▶ **Task prompt**
Provide only the number of lines in the data below that contain the string "static".

▶ **Records to use**
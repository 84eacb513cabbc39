//! # Relay Core
//!
//! Domain logic for the webhook-relay notification pipeline.
//!
//! This crate receives webhooks that have already been accepted at the HTTP
//! boundary, turns them into human-readable Discord notifications, routes
//! them to the right channel, and queues them for asynchronous delivery.
//!
//! ## Architecture
//!
//! The pipeline is a staged sequence over a persisted [`store::Webhook`]
//! record:
//!
//! 1. Signature verification at the boundary ([`signature`])
//! 2. Persist the raw webhook ([`store`])
//! 3. Enrich and parse per source ([`github`], [`zammad`])
//! 4. Route to a channel or suppress ([`router`])
//! 5. Queue the rendered message ([`store::MessageStore`])
//! 6. Drain the outbox to the chat sink ([`delivery`])
//!
//! Persistence and the chat runtime are abstracted behind traits; in-memory
//! adapters live in [`adapters`] and concrete infrastructure is injected by
//! the service binary.

use serde::{Deserialize, Serialize};
use std::fmt;
use std::str::FromStr;
use std::time::Duration;

pub use uuid::Uuid;

// ============================================================================
// Domain Identifier Types
// ============================================================================

/// Unique identifier for a stored webhook record.
///
/// UUIDv4, generated at creation time. This is the value returned to the
/// webhook sender as `guid` and the unit of idempotent processing.
#[derive(Debug, Clone, Copy, PartialEq, Eq, Hash, Serialize, Deserialize)]
pub struct WebhookId(Uuid);

impl WebhookId {
    /// Generate a new unique webhook ID.
    pub fn new() -> Self {
        Self(Uuid::new_v4())
    }

    /// Get the underlying UUID.
    pub fn as_uuid(&self) -> Uuid {
        self.0
    }
}

impl Default for WebhookId {
    fn default() -> Self {
        Self::new()
    }
}

impl fmt::Display for WebhookId {
    fn fmt(&self, f: &mut fmt::Formatter<'_>) -> fmt::Result {
        write!(f, "{}", self.0)
    }
}

impl FromStr for WebhookId {
    type Err = ParseError;

    fn from_str(s: &str) -> Result<Self, Self::Err> {
        let uuid = s.parse::<Uuid>().map_err(|_| ParseError::InvalidFormat {
            expected: "UUID format".to_string(),
            actual: s.to_string(),
        })?;
        Ok(Self(uuid))
    }
}

/// Unique identifier for a queued outbox message.
#[derive(Debug, Clone, Copy, PartialEq, Eq, Hash, Serialize, Deserialize)]
pub struct MessageId(Uuid);

impl MessageId {
    /// Generate a new unique message ID.
    pub fn new() -> Self {
        Self(Uuid::new_v4())
    }

    /// Get the underlying UUID.
    pub fn as_uuid(&self) -> Uuid {
        self.0
    }
}

impl Default for MessageId {
    fn default() -> Self {
        Self::new()
    }
}

impl fmt::Display for MessageId {
    fn fmt(&self, f: &mut fmt::Formatter<'_>) -> fmt::Result {
        write!(f, "{}", self.0)
    }
}

// ============================================================================
// Webhook Sources
// ============================================================================

/// Origin of an inbound webhook.
///
/// This is a closed enum: a webhook record can only ever be created through
/// one of the known endpoints, so "unknown source" is unrepresentable past
/// the HTTP boundary.
#[derive(Debug, Clone, Copy, PartialEq, Eq, Hash, Serialize, Deserialize)]
#[serde(rename_all = "snake_case")]
pub enum WebhookSource {
    /// Internal trigger, authenticated with a shared token.
    Internal,
    /// GitHub project/issue webhooks.
    Github,
    /// Zammad helpdesk trigger webhooks.
    Zammad,
}

impl WebhookSource {
    /// Stable string form, used in logs and stored records.
    pub fn as_str(&self) -> &'static str {
        match self {
            Self::Internal => "internal",
            Self::Github => "github",
            Self::Zammad => "zammad",
        }
    }

    /// Lowercased prefix of the inbound headers captured into webhook meta.
    ///
    /// Internal webhooks carry no interesting headers beyond the token, so
    /// nothing is captured for them.
    pub fn meta_header_prefix(&self) -> Option<&'static str> {
        match self {
            Self::Internal => None,
            Self::Github => Some("x-github"),
            Self::Zammad => Some("x-zammad"),
        }
    }
}

impl fmt::Display for WebhookSource {
    fn fmt(&self, f: &mut fmt::Formatter<'_>) -> fmt::Result {
        f.write_str(self.as_str())
    }
}

impl FromStr for WebhookSource {
    type Err = ParseError;

    fn from_str(s: &str) -> Result<Self, Self::Err> {
        match s {
            "internal" => Ok(Self::Internal),
            "github" => Ok(Self::Github),
            "zammad" => Ok(Self::Zammad),
            _ => Err(ParseError::InvalidFormat {
                expected: "internal, github, or zammad".to_string(),
                actual: s.to_string(),
            }),
        }
    }
}

// ============================================================================
// Channel Types
// ============================================================================

/// A Discord channel as the router knows it.
///
/// The id stays a string even though Discord snowflakes are numeric; the
/// sink casts when it talks to the API. The name is captured alongside the
/// id so queued messages keep the name that was valid at scheduling time.
#[derive(Debug, Clone, PartialEq, Eq, Serialize, Deserialize)]
pub struct DiscordChannel {
    pub id: String,
    pub name: String,
}

impl DiscordChannel {
    pub fn new(id: impl Into<String>, name: impl Into<String>) -> Self {
        Self {
            id: id.into(),
            name: name.into(),
        }
    }
}

impl fmt::Display for DiscordChannel {
    fn fmt(&self, f: &mut fmt::Formatter<'_>) -> fmt::Result {
        write!(f, "#{} ({})", self.name, self.id)
    }
}

// ============================================================================
// Retry Policy
// ============================================================================

/// Configuration for retry behavior on transient failures.
///
/// Used by the task dispatcher when reprocessing a webhook after an
/// upstream API failure. Delays grow exponentially up to `max_delay`, with
/// deterministic hash-based jitter to avoid synchronized retries.
#[derive(Debug, Clone, PartialEq, Serialize, Deserialize)]
pub struct RetryPolicy {
    pub max_attempts: u32,
    pub base_delay: Duration,
    pub max_delay: Duration,
    pub backoff_multiplier: f64,
    pub jitter_enabled: bool,
}

impl RetryPolicy {
    /// Create exponential backoff retry policy.
    pub fn exponential() -> Self {
        Self {
            max_attempts: 5,
            base_delay: Duration::from_millis(500),
            max_delay: Duration::from_secs(30),
            backoff_multiplier: 2.0,
            jitter_enabled: true,
        }
    }

    /// Create fixed delay retry policy.
    pub fn fixed(delay: Duration) -> Self {
        Self {
            max_attempts: 5,
            base_delay: delay,
            max_delay: delay,
            backoff_multiplier: 1.0,
            jitter_enabled: false,
        }
    }

    /// Policy that never retries, useful in tests.
    pub fn no_retries() -> Self {
        Self {
            max_attempts: 1,
            base_delay: Duration::ZERO,
            max_delay: Duration::ZERO,
            backoff_multiplier: 1.0,
            jitter_enabled: false,
        }
    }

    /// Calculate delay before the given attempt number (1-based).
    ///
    /// Attempt 0 and 1 get no delay; attempt `n` waits
    /// `base * multiplier^(n-1)` capped at `max_delay`, with ±25% jitter
    /// when enabled.
    pub fn calculate_delay(&self, attempt: u32) -> Duration {
        if attempt <= 1 {
            return Duration::ZERO;
        }

        let mut delay = self.base_delay.as_millis() as f64;
        for _ in 2..attempt {
            delay *= self.backoff_multiplier;
        }

        if self.jitter_enabled {
            use std::collections::hash_map::DefaultHasher;
            use std::hash::{Hash, Hasher};

            let mut hasher = DefaultHasher::new();
            attempt.hash(&mut hasher);
            let hash = hasher.finish();

            // ±25% jitter
            let jitter_factor = 0.75 + (hash % 500) as f64 / 1000.0;
            delay *= jitter_factor;
        }

        let delay_ms = delay.min(self.max_delay.as_millis() as f64) as u64;
        Duration::from_millis(delay_ms)
    }
}

impl Default for RetryPolicy {
    fn default() -> Self {
        Self::exponential()
    }
}

// ============================================================================
// Parse Errors
// ============================================================================

/// Error type for string parsing failures on identifier types.
#[derive(Debug, Clone, thiserror::Error)]
pub enum ParseError {
    #[error("Invalid format: expected {expected}, got '{actual}'")]
    InvalidFormat { expected: String, actual: String },
}

// ============================================================================
// Module declarations
// ============================================================================

/// Webhook and outbox records plus the persistence traits.
pub mod store;

/// In-memory store adapters for development and tests.
pub mod adapters;

/// Per-source webhook signature verification.
pub mod signature;

/// GitHub integration: enrichment fetcher and projects_v2_item parsing.
pub mod github;

/// Zammad integration: payload models and action classification.
pub mod zammad;

/// Channel routing tables and the routing decision function.
pub mod router;

/// The per-webhook processing pipeline.
pub mod pipeline;

/// Asynchronous task dispatcher with retry.
pub mod dispatch;

/// Outbox drainer and the chat sink boundary.
pub mod delivery;

/// Factories for recurring scheduled messages.
pub mod scheduled;

// Re-export key types for convenience
pub use delivery::{ChatSink, Drainer, DrainerConfig, SinkChannel, SinkError};
pub use dispatch::{DispatchError, TaskDispatcher};
pub use github::{GithubError, GithubGraphqlClient, ProjectItemFetcher};
pub use pipeline::{NotificationEvent, PipelineError, ProcessingOutcome, RouteKey, WebhookProcessor};
pub use router::{ChannelRouter, RoutingConfig, RoutingDecision};
pub use signature::{SignatureError, WebhookSecrets};
pub use store::{DiscordMessage, MessageStore, NewWebhook, StoreError, Webhook, WebhookStore};
pub use zammad::{TicketAction, ZammadError};

#[cfg(test)]
#[path = "lib_tests.rs"]
mod tests;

▶ **Solution**
2